**Problem to solve**
Each line that includes the word "await" should be copied from the records.

**Records for the exercise**

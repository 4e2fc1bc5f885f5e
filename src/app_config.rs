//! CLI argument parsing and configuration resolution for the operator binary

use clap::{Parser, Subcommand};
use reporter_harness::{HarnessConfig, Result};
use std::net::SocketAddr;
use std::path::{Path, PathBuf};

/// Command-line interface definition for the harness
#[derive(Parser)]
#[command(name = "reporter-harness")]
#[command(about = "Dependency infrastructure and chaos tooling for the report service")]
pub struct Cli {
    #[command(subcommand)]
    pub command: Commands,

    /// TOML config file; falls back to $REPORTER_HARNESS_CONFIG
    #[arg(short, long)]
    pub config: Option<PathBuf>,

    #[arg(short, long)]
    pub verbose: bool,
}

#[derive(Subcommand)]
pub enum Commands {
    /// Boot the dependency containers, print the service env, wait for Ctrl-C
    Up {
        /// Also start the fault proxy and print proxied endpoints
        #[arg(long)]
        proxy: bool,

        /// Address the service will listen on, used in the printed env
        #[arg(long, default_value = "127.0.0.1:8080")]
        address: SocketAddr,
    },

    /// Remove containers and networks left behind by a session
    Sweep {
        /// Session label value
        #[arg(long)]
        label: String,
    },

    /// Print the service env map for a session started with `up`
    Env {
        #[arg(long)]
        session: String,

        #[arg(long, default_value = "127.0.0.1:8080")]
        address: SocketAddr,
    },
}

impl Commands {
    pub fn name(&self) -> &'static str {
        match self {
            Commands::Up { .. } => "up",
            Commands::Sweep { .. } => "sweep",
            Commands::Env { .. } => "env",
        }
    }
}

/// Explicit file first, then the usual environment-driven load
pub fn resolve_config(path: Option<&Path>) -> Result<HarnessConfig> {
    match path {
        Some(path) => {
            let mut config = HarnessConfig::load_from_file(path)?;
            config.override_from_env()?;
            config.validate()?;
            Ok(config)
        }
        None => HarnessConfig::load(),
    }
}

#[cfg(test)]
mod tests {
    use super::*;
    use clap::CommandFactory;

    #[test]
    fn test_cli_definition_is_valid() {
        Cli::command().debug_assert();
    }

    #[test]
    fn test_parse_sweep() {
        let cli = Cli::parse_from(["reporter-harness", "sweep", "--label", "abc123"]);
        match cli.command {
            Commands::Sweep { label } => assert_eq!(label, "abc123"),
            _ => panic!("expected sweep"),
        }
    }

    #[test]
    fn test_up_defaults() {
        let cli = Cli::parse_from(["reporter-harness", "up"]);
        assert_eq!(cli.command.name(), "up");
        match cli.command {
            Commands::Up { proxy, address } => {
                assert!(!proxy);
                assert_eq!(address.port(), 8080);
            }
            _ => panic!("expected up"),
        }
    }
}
* * *
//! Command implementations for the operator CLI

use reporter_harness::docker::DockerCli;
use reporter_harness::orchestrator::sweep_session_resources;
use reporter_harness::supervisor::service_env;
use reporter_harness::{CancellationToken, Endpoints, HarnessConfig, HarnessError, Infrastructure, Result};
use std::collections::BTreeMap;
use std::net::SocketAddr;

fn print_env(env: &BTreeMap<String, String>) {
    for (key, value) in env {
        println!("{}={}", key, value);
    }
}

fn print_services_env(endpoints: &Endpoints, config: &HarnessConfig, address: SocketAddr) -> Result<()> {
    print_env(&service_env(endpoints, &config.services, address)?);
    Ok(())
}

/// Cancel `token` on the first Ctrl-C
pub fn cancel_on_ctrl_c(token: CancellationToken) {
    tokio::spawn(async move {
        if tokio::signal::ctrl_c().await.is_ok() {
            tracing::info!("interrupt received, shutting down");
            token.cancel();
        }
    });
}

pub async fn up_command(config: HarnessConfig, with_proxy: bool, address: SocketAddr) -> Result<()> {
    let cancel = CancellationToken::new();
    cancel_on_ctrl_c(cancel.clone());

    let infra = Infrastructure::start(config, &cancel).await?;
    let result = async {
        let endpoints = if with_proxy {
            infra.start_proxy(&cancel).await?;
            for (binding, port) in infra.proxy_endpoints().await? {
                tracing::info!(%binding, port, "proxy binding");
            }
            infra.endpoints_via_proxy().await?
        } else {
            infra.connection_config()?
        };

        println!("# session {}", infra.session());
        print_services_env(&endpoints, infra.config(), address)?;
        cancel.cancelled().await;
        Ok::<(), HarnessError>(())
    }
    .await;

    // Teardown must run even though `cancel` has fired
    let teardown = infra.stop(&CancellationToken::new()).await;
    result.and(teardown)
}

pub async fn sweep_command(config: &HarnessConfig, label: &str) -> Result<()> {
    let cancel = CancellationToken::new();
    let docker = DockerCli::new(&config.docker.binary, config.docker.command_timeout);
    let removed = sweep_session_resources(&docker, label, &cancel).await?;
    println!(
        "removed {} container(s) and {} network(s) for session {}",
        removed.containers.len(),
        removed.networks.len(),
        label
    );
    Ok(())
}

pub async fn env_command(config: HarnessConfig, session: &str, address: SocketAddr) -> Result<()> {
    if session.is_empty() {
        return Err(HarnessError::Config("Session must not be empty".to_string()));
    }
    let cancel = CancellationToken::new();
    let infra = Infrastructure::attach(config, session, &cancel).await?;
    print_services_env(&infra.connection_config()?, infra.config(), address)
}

**Response area**
        if tokio::signal::ctrl_c().await.is_ok() {
    let infra = Infrastructure::start(config, &cancel).await?;
            infra.start_proxy(&cancel).await?;
            for (binding, port) in infra.proxy_endpoints().await? {
            infra.endpoints_via_proxy().await?
        cancel.cancelled().await;
    .await;
    let teardown = infra.stop(&CancellationToken::new()).await;
    let removed = sweep_session_resources(&docker, label, &cancel).await?;
    let infra = Infrastructure::attach(config, session, &cancel).await?;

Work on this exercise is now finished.